By Cassie Fish, http://cassandrafish.com
It’s been seven years since cash cattle prices have been this cheap in August, occurring last in 2010, the beginning stages of the bull market. In comparison, the beef cutout value has dropped back only to 2012 levels for the same time frame, illustrating clearly the new normal of revenue distribution in the supply chain.
Fed cattle prices, already trading this week in the $105-106 area, are $15 below the 5-year average, $8 below the 10-year average and even with the 20-year average. The last time cattle traded at $105 or less was last November, as the market was coming up off its major low of $98 made in October 2016.
The problem is obviously not beef demand. Or unprofitable packers or retailers. The problem is muted demand for the current large supply of market-ready fed cattle.
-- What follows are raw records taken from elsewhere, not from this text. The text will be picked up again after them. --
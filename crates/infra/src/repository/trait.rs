use std::path::PathBuf;
use std::sync::Arc;

use thiserror::Error;

use catalog_core::{DomainError, ProductId, SellerId};
use catalog_products::Product;

use crate::keyword::matches_keyword;

/// Repository operation error.
///
/// These are **infrastructure errors** (IO, encoding, corrupted rows) as opposed to
/// domain errors raised while building or changing a product.
#[derive(Debug, Error)]
pub enum RepositoryError {
    #[error("io error on {path}: {source}")]
    Io {
        path: PathBuf,
        #[source]
        source: std::io::Error,
    },

    #[error("serialization error: {0}")]
    Serialization(#[from] serde_json::Error),

    /// A stored row no longer satisfies the product invariants.
    #[error("stored product is invalid: {0}")]
    Invalid(#[from] DomainError),

    #[error("storage error: {0}")]
    Storage(String),
}

impl RepositoryError {
    pub fn io(path: impl Into<PathBuf>, source: std::io::Error) -> Self {
        Self::Io {
            path: path.into(),
            source,
        }
    }

    pub fn storage(msg: impl Into<String>) -> Self {
        Self::Storage(msg.into())
    }
}

/// Product storage port.
///
/// ## Save semantics
///
/// - A product **without** an id is appended under a freshly generated
///   `ProductId`; the returned product carries it.
/// - A product **with** an id replaces the stored row with that id, or is appended
///   when no such row exists.
///
/// ## Query semantics
///
/// - `find_all` returns products in insertion order.
/// - `find_by_title` is an exact match and returns the first hit.
/// - `find_by_keyword`/`count_by_keyword` use [`matches_keyword`]; callers pass a
///   trimmed, lowercased keyword.
///
/// The derived lookups have default implementations on top of `find_all`;
/// adapters override them only when they can do better.
///
/// There is no compare-and-swap: two writers that load the same product and save
/// different snapshots race, and the last `save` wins.
pub trait ProductRepository: Send + Sync {
    fn save(&self, product: &Product) -> Result<Product, RepositoryError>;

    fn find_by_id(&self, id: ProductId) -> Result<Option<Product>, RepositoryError>;

    fn find_all(&self) -> Result<Vec<Product>, RepositoryError>;

    /// Remove a product; returns whether a row was deleted.
    fn delete_by_id(&self, id: ProductId) -> Result<bool, RepositoryError>;

    fn find_by_title(&self, title: &str) -> Result<Option<Product>, RepositoryError> {
        Ok(self.find_all()?.into_iter().find(|p| p.title() == title))
    }

    fn find_by_keyword(&self, keyword: &str) -> Result<Vec<Product>, RepositoryError> {
        Ok(self
            .find_all()?
            .into_iter()
            .filter(|p| matches_keyword(p, keyword))
            .collect())
    }

    fn count_by_keyword(&self, keyword: &str) -> Result<usize, RepositoryError> {
        Ok(self
            .find_all()?
            .iter()
            .filter(|p| matches_keyword(p, keyword))
            .count())
    }

    fn find_by_category(&self, category: &str) -> Result<Vec<Product>, RepositoryError> {
        Ok(self
            .find_all()?
            .into_iter()
            .filter(|p| p.category() == Some(category))
            .collect())
    }

    fn find_by_seller(&self, seller_id: SellerId) -> Result<Vec<Product>, RepositoryError> {
        Ok(self
            .find_all()?
            .into_iter()
            .filter(|p| p.seller_id() == seller_id)
            .collect())
    }

    fn count(&self) -> Result<usize, RepositoryError> {
        Ok(self.find_all()?.len())
    }
}

impl<S> ProductRepository for Arc<S>
where
    S: ProductRepository + ?Sized,
{
    fn save(&self, product: &Product) -> Result<Product, RepositoryError> {
        (**self).save(product)
    }

    fn find_by_id(&self, id: ProductId) -> Result<Option<Product>, RepositoryError> {
        (**self).find_by_id(id)
    }

    fn find_all(&self) -> Result<Vec<Product>, RepositoryError> {
        (**self).find_all()
    }

    fn delete_by_id(&self, id: ProductId) -> Result<bool, RepositoryError> {
        (**self).delete_by_id(id)
    }

    fn find_by_title(&self, title: &str) -> Result<Option<Product>, RepositoryError> {
        (**self).find_by_title(title)
    }

    fn find_by_keyword(&self, keyword: &str) -> Result<Vec<Product>, RepositoryError> {
        (**self).find_by_keyword(keyword)
    }

    fn count_by_keyword(&self, keyword: &str) -> Result<usize, RepositoryError> {
        (**self).count_by_keyword(keyword)
    }

    fn find_by_category(&self, category: &str) -> Result<Vec<Product>, RepositoryError> {
        (**self).find_by_category(category)
    }

    fn find_by_seller(&self, seller_id: SellerId) -> Result<Vec<Product>, RepositoryError> {
        (**self).find_by_seller(seller_id)
    }

    fn count(&self) -> Result<usize, RepositoryError> {
        (**self).count()
    }
}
On a per head basis, current supplies are the largest they’ve since 2013 and for August, possibly 2011.
Many point to labor-related packing plant capacity limitations as the governing factor, but the industry killed more fed cattle in June than in August it appears. June is a great beef demand month and August is not and it will be mid to late September, before it improves, particularly on the choice rib which is the favored item in every Q4. Regardless, packers it appears, are in no hurry despite monster margins.
As August closes out and September begins this week, there doesn’t appear much if anything can alter the choke hold the packer has on the cattle feeder. Fewer formula cattle this fall will at some point, inspire more competition for negotiated cattle.
Technically, CME cattle futures failed miserably yesterday and have followed through on the downside today. Last week’s lows, the lows for the move as well, are in jeopardy and the chart suggests the market is vulnerable for another $3-5 slide. The $100 area in most active Oct LC, a not-out-of-the-question downside objective, hasn’t been visited since February and not since November on a spot basis, which Oct will become on Friday. Positives such as lighter carcass weights YOY and fewer cattle with 120 or even 90 days on feed mean next to nothing to this market under siege. Everyone knows cattle put on fat going into fall and weights and the number of yield grade 4s and 5s will seasonally increase.
At some point, all experienced traders know that packers will find themselves needing to load up again on negotiated fed cattle buys that don’t come as easily and competition will kick in. It’s just not yet.